By Anna Hirtenstein
The global fleet of electric vehicles is likely to more than triple to 13m by the end of the decade from 3.7m last year, and battery production will need to ramp up too to meet demand, according to a report from International Energy Agency (IEA).
The Paris-based institution, which was set up to advise industrial nations on energy policy, says sales may soar 24% each year on average through to 2030.
The findings illustrate the speed at which the world’s transportation system is shifting toward cleaner fuels as governments focus on limiting pollution and greenhouse gases.
Tesla and Nissan Motor have some of the best known electric vehicles on the road now, but major automakers from Volkswagen to General Motors have followed suit in announcing dozens of battery-powered versions of their models.
“The dynamic policy developments that are characterising the electric car market are expected to mobilise investments in battery production, facilitating cost reductions and ensuring that battery production takes place at scales that exceed significantly what has been seen so far,” said Pierpaolo Cazzola, senior energy and transport analyst at the IEA and one of the authors of the report.
The IEA report said China will be the biggest market for electric vehicles and are expected to take just over a quarter of vehicles sold there by 2030, up from 2.2% last year.
More than half of global sales in 2017 were in China, followed by the US.
The Chinese government has put a number of policies in place to encourage electric vehicles, part of an effort to cut air pollution in smog-choked cities.
In 2017, the government in Beijing it set minimum requirements for domestic car makers on electric vehicle production through a credit trading system.
It also extended a 10% tax rebate for consumers until 2020.
And electric vehicles will displace lots of oil from the market.
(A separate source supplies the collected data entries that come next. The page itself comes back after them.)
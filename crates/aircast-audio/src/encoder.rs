//! PCM16 mono WAV encoding.
//!
//! The layout is the classic 44-byte RIFF/WAVE header followed by raw
//! little-endian 16-bit samples:
//!
//! ```text
//!   "RIFF" | chunk size (36 + data) | "WAVE"
//!   "fmt " | 16 | PCM=1 | channels=1 | rate | byte rate | align=2 | bits=16
//!   "data" | data size | samples...
//! ```
//!
//! Encoding is a pure function of the input: the same samples at the same
//! rate always produce byte-identical output.

const HEADER_LEN: usize = 44;

/// An encoded WAV file, ready to hand to whatever saves or downloads it.
#[derive(Debug, Clone, PartialEq, Eq)]
pub struct EncodedAudioFile {
    bytes: Vec<u8>,
    sample_rate: u32,
}

impl EncodedAudioFile {
    pub fn bytes(&self) -> &[u8] {
        &self.bytes
    }

    pub fn into_bytes(self) -> Vec<u8> {
        self.bytes
    }

    pub fn sample_rate(&self) -> u32 {
        self.sample_rate
    }

    /// Total file size in bytes (header included).
    pub fn len(&self) -> usize {
        self.bytes.len()
    }

    /// A timestamped filename for the download surface,
    /// e.g. `recorded-audio-2026-08-04T12-30-00-000Z.wav`.
    pub fn suggested_filename(&self) -> String {
        let timestamp = chrono::Utc::now()
            .format("%Y-%m-%dT%H-%M-%S-%3fZ")
            .to_string();
        format!("recorded-audio-{timestamp}.wav")
    }
}

/// Encode mono `f32` samples into a PCM16 WAV file.
///
/// Samples are clamped to `[-1, 1]` and quantized with `round(s * 32767)`;
/// out-of-range input is clamped, never rejected. Empty input yields a valid
/// 44-byte file with a zero-length data chunk.
pub fn encode(samples: &[f32], sample_rate: u32) -> EncodedAudioFile {
    let data_len = samples.len() * 2;
    let mut bytes = Vec::with_capacity(HEADER_LEN + data_len);

    bytes.extend_from_slice(b"RIFF");
    bytes.extend_from_slice(&(36 + data_len as u32).to_le_bytes());
    bytes.extend_from_slice(b"WAVE");

    bytes.extend_from_slice(b"fmt ");
    bytes.extend_from_slice(&16u32.to_le_bytes()); // fmt chunk size
    bytes.extend_from_slice(&1u16.to_le_bytes()); // PCM
    bytes.extend_from_slice(&1u16.to_le_bytes()); // mono
    bytes.extend_from_slice(&sample_rate.to_le_bytes());
    bytes.extend_from_slice(&(sample_rate * 2).to_le_bytes()); // byte rate
    bytes.extend_from_slice(&2u16.to_le_bytes()); // block align
    bytes.extend_from_slice(&16u16.to_le_bytes()); // bits per sample

    bytes.extend_from_slice(b"data");
    bytes.extend_from_slice(&(data_len as u32).to_le_bytes());

    for &sample in samples {
        let quantized = (sample.clamp(-1.0, 1.0) * 32767.0).round() as i16;
        bytes.extend_from_slice(&quantized.to_le_bytes());
    }

    EncodedAudioFile { bytes, sample_rate }
}

#[cfg(test)]
mod tests {
    use super::*;

    fn u32_at(bytes: &[u8], offset: usize) -> u32 {
        u32::from_le_bytes(bytes[offset..offset + 4].try_into().unwrap())
    }

    fn u16_at(bytes: &[u8], offset: usize) -> u16 {
        u16::from_le_bytes(bytes[offset..offset + 2].try_into().unwrap())
    }

    fn i16_at(bytes: &[u8], offset: usize) -> i16 {
        i16::from_le_bytes(bytes[offset..offset + 2].try_into().unwrap())
    }

    #[test]
    fn two_samples_at_8khz() {
        let file = encode(&[0.5, -0.5], 8000);
        let bytes = file.bytes();

        assert_eq!(bytes.len(), 48);
        assert_eq!(u32_at(bytes, 4), 40); // chunk size = 36 + 4
        assert_eq!(u32_at(bytes, 40), 4); // data bytes
        assert_eq!(i16_at(bytes, 44), 16384); // round(0.5 * 32767)
        assert_eq!(i16_at(bytes, 46), -16384);
    }

    #[test]
    fn header_fields() {
        let file = encode(&[0.0; 100], 44100);
        let bytes = file.bytes();

        assert_eq!(&bytes[0..4], b"RIFF");
        assert_eq!(&bytes[8..12], b"WAVE");
        assert_eq!(&bytes[12..16], b"fmt ");
        assert_eq!(u32_at(bytes, 16), 16);
        assert_eq!(u16_at(bytes, 20), 1); // PCM
        assert_eq!(u16_at(bytes, 22), 1); // mono
        assert_eq!(u32_at(bytes, 24), 44100);
        assert_eq!(u32_at(bytes, 28), 88200); // byte rate
        assert_eq!(u16_at(bytes, 32), 2); // block align
        assert_eq!(u16_at(bytes, 34), 16); // bits per sample
        assert_eq!(&bytes[36..40], b"data");
        assert_eq!(u32_at(bytes, 40), 200);
        assert_eq!(bytes.len(), 244);
    }

    #[test]
    fn empty_input_yields_valid_header_only_file() {
        let file = encode(&[], 16000);
        assert_eq!(file.len(), 44);
        assert_eq!(u32_at(file.bytes(), 4), 36);
        assert_eq!(u32_at(file.bytes(), 40), 0);
    }

    #[test]
    fn out_of_range_samples_are_clamped() {
        let file = encode(&[2.0, -3.5], 8000);
        assert_eq!(i16_at(file.bytes(), 44), 32767);
        assert_eq!(i16_at(file.bytes(), 46), -32767);
    }

    #[test]
    fn encoding_is_deterministic() {
        let samples: Vec<f32> = (0..500).map(|i| (i as f32 / 250.0) - 1.0).collect();
        let a = encode(&samples, 48000);
        let b = encode(&samples, 48000);
        assert_eq!(a.bytes(), b.bytes());
    }

    #[test]
    fn suggested_filename_has_wav_extension() {
        let file = encode(&[0.1], 8000);
        let name = file.suggested_filename();
        assert!(name.starts_with("recorded-audio-"));
        assert!(name.ends_with(".wav"));
        // No colons; the only dot is the extension separator
        assert!(!name.contains(':'));
        assert_eq!(name.matches('.').count(), 1);
    }
}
Electric cars run on batteries charged by power plants, instead of on petrol or diesel fuel.
With an estimated 130 million light-duty vehicles expected on the world’s roads by 2030, the IEA estimates about 2.57m barrels of oil per day won’t be needed.
That’s about as much as Germany uses each day.
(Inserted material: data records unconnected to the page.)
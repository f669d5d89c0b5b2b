//! Message routing — forwards negotiation messages to their target.
//!
//! The router is a pure pass-through keyed by connection id: no validation,
//! no buffering, no retries, no deduplication. A missing target is routine
//! (the counterpart has not registered yet, or already left), so the sender
//! is never told about it — it infers failure from the silence that follows.

use crate::registry::ClientRegistry;
use aircast_common::NegotiationMessage;
use uuid::Uuid;

/// Result of one forward operation.
#[derive(Debug, Clone, Copy, PartialEq, Eq)]
pub enum RouteOutcome {
    /// The target was registered and the message was handed to its
    /// connection.
    Delivered,
    /// The target is not in the registry. Dropped silently.
    Dropped,
}

#[derive(Clone)]
pub struct MessageRouter {
    registry: ClientRegistry,
}

impl MessageRouter {
    pub fn new(registry: ClientRegistry) -> Self {
        Self { registry }
    }

    /// Forward `message` to its target, stamped with the originating
    /// connection id. Never blocks on the target's socket: the hand-off is a
    /// non-blocking channel send, and a full or closed outbound queue is
    /// logged and the message discarded.
    pub async fn route(&self, message: NegotiationMessage, from_id: Uuid) -> RouteOutcome {
        let target_id = message.target_id();
        let Some(target) = self.registry.lookup(target_id).await else {
            tracing::debug!(
                from = %from_id,
                to = %target_id,
                kind = message.kind(),
                "Route target not registered, dropping"
            );
            return RouteOutcome::Dropped;
        };

        let kind = message.kind();
        if let Err(e) = target.tx.try_send(message.stamped(from_id)) {
            tracing::warn!(
                from = %from_id,
                to = %target_id,
                kind,
                error = %e,
                "Outbound queue unavailable, message discarded"
            );
        } else {
            tracing::debug!(from = %from_id, to = %target_id, kind, "Forwarded");
        }
        RouteOutcome::Delivered
    }
}

#[cfg(test)]
mod tests {
    use super::*;
    use aircast_common::{ClientRole, ServerMessage};
    use tokio::sync::mpsc;

    #[tokio::test]
    async fn delivers_to_registered_target_with_sender_stamp() {
        let registry = ClientRegistry::new();
        let router = MessageRouter::new(registry.clone());
        let from = Uuid::new_v4();
        let target = Uuid::new_v4();

        let (tx, mut rx) = mpsc::channel(8);
        registry.register(target, ClientRole::Receiver, tx).await;

        let outcome = router
            .route(
                NegotiationMessage::Offer {
                    payload: serde_json::json!({"sdp": "v=0"}),
                    target_id: target,
                },
                from,
            )
            .await;

        assert_eq!(outcome, RouteOutcome::Delivered);
        match rx.recv().await.unwrap() {
            ServerMessage::Offer { offer, sender_id } => {
                assert_eq!(sender_id, from);
                assert_eq!(offer["sdp"], "v=0");
            }
            other => panic!("unexpected message: {other:?}"),
        }
    }

    #[tokio::test]
    async fn unknown_target_is_dropped_silently() {
        let registry = ClientRegistry::new();
        let router = MessageRouter::new(registry.clone());
        let from = Uuid::new_v4();

        // A bystander that must not receive anything
        let (tx, mut rx) = mpsc::channel(8);
        let bystander = Uuid::new_v4();
        registry.register(bystander, ClientRole::Receiver, tx).await;

        let outcome = router
            .route(
                NegotiationMessage::Answer {
                    payload: serde_json::json!({"sdp": "v=0"}),
                    target_id: Uuid::new_v4(),
                },
                from,
            )
            .await;

        assert_eq!(outcome, RouteOutcome::Dropped);
        assert!(rx.try_recv().is_err(), "no transport send may occur");
    }

    #[tokio::test]
    async fn candidate_routing_preserves_payload() {
        let registry = ClientRegistry::new();
        let router = MessageRouter::new(registry.clone());
        let target = Uuid::new_v4();
        let (tx, mut rx) = mpsc::channel(8);
        registry.register(target, ClientRole::Sender, tx).await;

        let candidate = serde_json::json!({
            "candidate": "candidate:1 1 UDP 2122252543 192.0.2.1 54321 typ host",
            "sdpMid": "0",
        });
        router
            .route(
                NegotiationMessage::IceCandidate {
                    payload: candidate.clone(),
                    target_id: target,
                },
                Uuid::new_v4(),
            )
            .await;

        match rx.recv().await.unwrap() {
            ServerMessage::IceCandidate { candidate: got, .. } => assert_eq!(got, candidate),
            other => panic!("unexpected message: {other:?}"),
        }
    }
}
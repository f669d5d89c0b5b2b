//! Client registry — the authoritative map of registered connections.

use aircast_common::{ClientRole, ServerMessage};
use chrono::{DateTime, Utc};
use std::collections::HashMap;
use std::sync::Arc;
use tokio::sync::{mpsc, RwLock};
use uuid::Uuid;

/// A registered connection: role, registration time, and the channel that
/// feeds its WebSocket send task.
#[derive(Debug, Clone)]
pub struct ClientConnection {
    pub id: Uuid,
    pub role: ClientRole,
    pub registered_at: DateTime<Utc>,
    pub tx: mpsc::Sender<ServerMessage>,
}

/// Tracks all registered connections, keyed by relay-assigned id.
///
/// At most one entry per id; re-registering overwrites (last write wins).
/// Absence is a normal checked return, never an error.
#[derive(Clone)]
pub struct ClientRegistry {
    clients: Arc<RwLock<HashMap<Uuid, ClientConnection>>>,
}

impl ClientRegistry {
    pub fn new() -> Self {
        Self {
            clients: Arc::new(RwLock::new(HashMap::new())),
        }
    }

    /// Register a connection. Overwrites any existing entry for the same id.
    pub async fn register(&self, id: Uuid, role: ClientRole, tx: mpsc::Sender<ServerMessage>) {
        let connection = ClientConnection {
            id,
            role,
            registered_at: Utc::now(),
            tx,
        };
        self.clients.write().await.insert(id, connection);
    }

    /// Remove a connection. No-op if it was never registered.
    pub async fn unregister(&self, id: Uuid) {
        self.clients.write().await.remove(&id);
    }

    pub async fn lookup(&self, id: Uuid) -> Option<ClientConnection> {
        self.clients.read().await.get(&id).cloned()
    }

    /// Every registered connection except the given one.
    pub async fn all_except(&self, id: Uuid) -> Vec<ClientConnection> {
        self.clients
            .read()
            .await
            .values()
            .filter(|c| c.id != id)
            .cloned()
            .collect()
    }

    /// Number of registered connections (serves the status API).
    pub async fn len(&self) -> usize {
        self.clients.read().await.len()
    }
}

impl Default for ClientRegistry {
    fn default() -> Self {
        Self::new()
    }
}

#[cfg(test)]
mod tests {
    use super::*;

    fn outbound() -> mpsc::Sender<ServerMessage> {
        mpsc::channel(8).0
    }

    #[tokio::test]
    async fn register_then_lookup() {
        let registry = ClientRegistry::new();
        let id = Uuid::new_v4();
        registry.register(id, ClientRole::Sender, outbound()).await;

        let found = registry.lookup(id).await.expect("registered client");
        assert_eq!(found.id, id);
        assert_eq!(found.role, ClientRole::Sender);
        assert_eq!(registry.len().await, 1);
    }

    #[tokio::test]
    async fn lookup_of_unknown_id_is_absent() {
        let registry = ClientRegistry::new();
        assert!(registry.lookup(Uuid::new_v4()).await.is_none());
    }

    #[tokio::test]
    async fn re_registration_overwrites_role() {
        let registry = ClientRegistry::new();
        let id = Uuid::new_v4();
        registry.register(id, ClientRole::Sender, outbound()).await;
        registry.register(id, ClientRole::Receiver, outbound()).await;

        let found = registry.lookup(id).await.unwrap();
        assert_eq!(found.role, ClientRole::Receiver);
        assert_eq!(registry.len().await, 1);
    }

    #[tokio::test]
    async fn unregister_removes_and_tolerates_absent() {
        let registry = ClientRegistry::new();
        let id = Uuid::new_v4();
        registry.register(id, ClientRole::Receiver, outbound()).await;
        registry.unregister(id).await;
        assert!(registry.lookup(id).await.is_none());

        // Second removal is a no-op
        registry.unregister(id).await;
        assert_eq!(registry.len().await, 0);
    }

    #[tokio::test]
    async fn all_except_excludes_only_the_given_id() {
        let registry = ClientRegistry::new();
        let a = Uuid::new_v4();
        let b = Uuid::new_v4();
        let c = Uuid::new_v4();
        registry.register(a, ClientRole::Sender, outbound()).await;
        registry.register(b, ClientRole::Receiver, outbound()).await;
        registry.register(c, ClientRole::Receiver, outbound()).await;

        let others = registry.all_except(a).await;
        assert_eq!(others.len(), 2);
        assert!(others.iter().all(|conn| conn.id != a));
    }
}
Last year, the global electric vehicle fleet displaced 380,000 barrels a day of demand, about half of what Belgium consumes.
The IEA’s estimate is more punchy than other forecast that 2.23 million barrels per day will be displaced from the market by electric vehicles by the end of the next decade.
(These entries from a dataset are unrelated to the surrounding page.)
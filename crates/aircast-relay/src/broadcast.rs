//! Presence broadcasting — tells everyone else who joined or left.

use crate::registry::ClientRegistry;
use aircast_common::{ClientRole, PresenceEvent, ServerMessage};
use uuid::Uuid;

#[derive(Clone)]
pub struct PresenceBroadcaster {
    registry: ClientRegistry,
}

impl PresenceBroadcaster {
    pub fn new(registry: ClientRegistry) -> Self {
        Self { registry }
    }

    /// Announce a new registration to every other registered connection.
    pub async fn announce_connect(&self, id: Uuid, role: ClientRole) {
        self.fan_out(id, PresenceEvent::Connected { id, role }).await;
    }

    /// Announce a departure to every other registered connection. The caller
    /// removes the entry from the registry afterwards.
    pub async fn announce_disconnect(&self, id: Uuid) {
        self.fan_out(id, PresenceEvent::Disconnected { id }).await;
    }

    /// One send per currently-registered connection, excluding the
    /// originator. No acknowledgement, no retry.
    async fn fan_out(&self, origin: Uuid, event: PresenceEvent) {
        let message = ServerMessage::from(event);
        for client in self.registry.all_except(origin).await {
            if let Err(e) = client.tx.try_send(message.clone()) {
                tracing::warn!(
                    peer = %client.id,
                    error = %e,
                    "Failed to deliver presence event"
                );
            }
        }
    }
}

#[cfg(test)]
mod tests {
    use super::*;
    use tokio::sync::mpsc;

    async fn registered(
        registry: &ClientRegistry,
        role: ClientRole,
    ) -> (Uuid, mpsc::Receiver<ServerMessage>) {
        let id = Uuid::new_v4();
        let (tx, rx) = mpsc::channel(8);
        registry.register(id, role, tx).await;
        (id, rx)
    }

    #[tokio::test]
    async fn connect_reaches_everyone_but_the_originator() {
        let registry = ClientRegistry::new();
        let broadcaster = PresenceBroadcaster::new(registry.clone());

        let (a, mut rx_a) = registered(&registry, ClientRole::Sender).await;
        let (b, mut rx_b) = registered(&registry, ClientRole::Receiver).await;

        broadcaster.announce_connect(b, ClientRole::Receiver).await;

        match rx_a.recv().await.unwrap() {
            ServerMessage::ClientConnected { id, role } => {
                assert_eq!(id, b);
                assert_eq!(role, ClientRole::Receiver);
            }
            other => panic!("unexpected message: {other:?}"),
        }
        // Exactly one event for `a`, none for the originator
        assert!(rx_a.try_recv().is_err());
        assert!(rx_b.try_recv().is_err());

        // And symmetrically for `a`'s announcement
        broadcaster.announce_connect(a, ClientRole::Sender).await;
        match rx_b.recv().await.unwrap() {
            ServerMessage::ClientConnected { id, .. } => assert_eq!(id, a),
            other => panic!("unexpected message: {other:?}"),
        }
        assert!(rx_b.try_recv().is_err());
    }

    #[tokio::test]
    async fn disconnect_reaches_remaining_connections_once() {
        let registry = ClientRegistry::new();
        let broadcaster = PresenceBroadcaster::new(registry.clone());

        let (a, _rx_a) = registered(&registry, ClientRole::Sender).await;
        let (_b, mut rx_b) = registered(&registry, ClientRole::Receiver).await;
        let (_c, mut rx_c) = registered(&registry, ClientRole::Receiver).await;

        broadcaster.announce_disconnect(a).await;
        registry.unregister(a).await;

        for rx in [&mut rx_b, &mut rx_c] {
            match rx.recv().await.unwrap() {
                ServerMessage::ClientDisconnected { id } => assert_eq!(id, a),
                other => panic!("unexpected message: {other:?}"),
            }
            assert!(rx.try_recv().is_err(), "exactly one event per connection");
        }
        assert!(registry.lookup(a).await.is_none());
    }
}
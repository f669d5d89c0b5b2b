//! # aircast-audio
//!
//! Audio persistence for the receiving peer: a deterministic PCM16 WAV
//! encoder and the capture buffer it drains. No media engine, no playback —
//! just samples in, bytes out.

pub mod capture;
pub mod encoder;

pub use capture::CaptureBuffer;
pub use encoder::{encode, EncodedAudioFile};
Governments will have to find new sources of tax revenue and may around the world may lose out on over €36bn in tax revenue from road fuel sales by 2030 in the IEA’s central scenario.
In the report’s most aggressive forecast for electric vehicles, it was as almost €80bn.
Last year, China’s fuel tax revenue was already cut by €2.25bn because of the growing share of electric vehicles on the country’s roads, the IEA said.
At least 10 more giant battery giga factories will be needed as demand for batteries is expected to rise by a factor of 15 by 2030, largely driven by light-duty vehicles such as cars and vans.
China’s burgeoning market is expected to make up half of the world’s demand, followed by Europe, India and the US.
That means the world needs many more battery production plants like the Gigafactory that billionaire Elon Musk’s Tesla is building in Nevada.
It will produce 35 gigawatt-hours of batteries over 4.9 million square feet of operating area. And buses are going electric too.
There will be 1.5 million electric buses in use worldwide by 2030, up from 370,000 last year, according to the IEA.
Almost 100,000 electrified city buses were sold last year, 99% of them in China.
The Chinese city of Shenzhen is leading the pack with an all-electric bus fleet.
A number of European cities such as Oslo, Trondheim and Gothenburg also have electric buses in operation.
Meanwhile, demand for cobalt and lithium is surging.
They are key ingredients in the rechargeable batteries that power electric vehicles as well as electronics from mobile phones to laptops.
Demand could possibly rise tenfold, but technological advances and adjustments to battery chemistry could also significantly reduce this.
Since about 60% of the world’s cobalt is mined in the Democratic Republic of Congo where child labour still exists, battery makers are under pressure to show that their products are made sustainably.
This may provide an incentive to shift away from cobalt-heavy batteries.